Context dependent reference states of solvent accessibility derived from native protein structures and assessed by predictability analysis
1 Department of Biosciences, Jamia Millia Islamia, New Delhi-110025, India
2 National Institute of Biomedical Innovation, Saito-Asagi, Ibaraki, Osaka 5670085, Japan
3 Graduate School of Frontier Biosciences, Osaka University, Japan
BMC Structural Biology 2009, 9:25 doi:10.1186/1472-6807-9-25Published: 27 April 2009
Solvent accessibility (ASA) of amino acid residues is often transformed from absolute values of exposed surface area to their normalized relative values. This normalization is typically attained by assuming a highest exposure conformation based on extended state of that residue when it is surrounded by Ala or Gly on both sides i.e. Ala-X-Ala or Gly-X-Gly solvent exposed area. Exact sequence context, the folding state of the residues, and the actual environment of a folded protein, which do impose additional constraints on the highest possible (or highest observed) values of ASA, are currently ignored. Here, we analyze the statistics of these constraints and examine how the normalization of absolute ASA values using context-dependent Highest Observed ASA (HOA) instead of context-free extended state ASA (ESA) of residues can influence the performance of sequence-based prediction of solvent accessibility. Characterization of burial and exposed states of residues based on this normalization has also been shown to provide better enrichment of DNA-binding sites in exposed residues.
We compiled the statistics of highest observed ASA (HOA) of residues in their different contexts and analyzed their distribution in all 400 possible combinations for each residue type. We observe that many trippetides are more exposed than ESA and that HOA residues are often found in turn, coil and bend conformations. On the other hand several residues are never observed in an exposure state close to ESA values. A neural networks trained with HOA-normalized data outperforms the one trained with ESA-normalized values. However, the improvements are subtle in some residues, while they are more significant in others.
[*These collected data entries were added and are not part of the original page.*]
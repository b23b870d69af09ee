use std::collections::BTreeMap;

use serde::Serialize;

/// Presentation surface the page controller writes into.
pub trait Document {
    /// Set a custom property on the document root, e.g. `--accent`.
    fn set_style_property(&mut self, name: &str, value: &str);
    /// Replace the contents of the logo `<pre>` with tinted markup.
    fn set_logo_markup(&mut self, markup: &str);
    fn set_body_class(&mut self, class: &str, enabled: bool);
    fn set_toggle_label(&mut self, label: &str);
    fn set_image_source(&mut self, src: &str);
    /// Mark or unmark the navigation link at `index` as the current page.
    fn set_nav_current(&mut self, index: usize, current: bool);
    /// Stamp the footer copyright line with the current calendar year.
    fn set_footer_year(&mut self, year: i32);
}

/// In-memory document snapshot.
#[derive(Clone, Debug, Default, PartialEq, Eq, Serialize)]
pub struct StaticDocument {
    pub style: BTreeMap<String, String>,
    #[serde(skip_serializing_if = "Option::is_none")]
    pub logo_markup: Option<String>,
    pub body_classes: Vec<String>,
    #[serde(skip_serializing_if = "Option::is_none")]
    pub toggle_label: Option<String>,
    #[serde(skip_serializing_if = "Option::is_none")]
    pub image_source: Option<String>,
    pub nav_current: Vec<bool>,
    #[serde(skip_serializing_if = "Option::is_none")]
    pub footer_year: Option<i32>,
    /// Number of logo markup replacements, useful to tell renders from recolors.
    pub logo_writes: usize,
}

impl StaticDocument {
    pub fn new() -> Self {
        Self::default()
    }

    pub fn style_property(&self, name: &str) -> Option<&str> {
        self.style.get(name).map(String::as_str)
    }

    pub fn has_body_class(&self, class: &str) -> bool {
        self.body_classes.iter().any(|existing| existing == class)
    }

    pub fn current_nav(&self) -> Option<usize> {
        self.nav_current.iter().position(|current| *current)
    }
}

impl Document for StaticDocument {
    fn set_style_property(&mut self, name: &str, value: &str) {
        self.style.insert(name.to_owned(), value.to_owned());
    }

    fn set_logo_markup(&mut self, markup: &str) {
        self.logo_markup = Some(markup.to_owned());
        self.logo_writes += 1;
    }

    fn set_body_class(&mut self, class: &str, enabled: bool) {
        let present = self.has_body_class(class);
        if enabled && !present {
            self.body_classes.push(class.to_owned());
        } else if !enabled && present {
            self.body_classes.retain(|existing| existing != class);
        }
    }

    fn set_toggle_label(&mut self, label: &str) {
        self.toggle_label = Some(label.to_owned());
    }

    fn set_image_source(&mut self, src: &str) {
        self.image_source = Some(src.to_owned());
    }

    fn set_nav_current(&mut self, index: usize, current: bool) {
        if self.nav_current.len() <= index {
            self.nav_current.resize(index + 1, false);
        }
        self.nav_current[index] = current;
    }

    fn set_footer_year(&mut self, year: i32) {
        self.footer_year = Some(year);
    }
}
HOA based normalization of solvent accessibility from native structures is proposed and it shows improvement in sequence-based predictability, as well as enrichment in interface residues on surface. There may still be some difference between the highest possible ASA and highest observed ASA due to an insufficiently covered space of ASA distribution in the PDB, which limit the overall improvement in prediction to a relatively modest degree.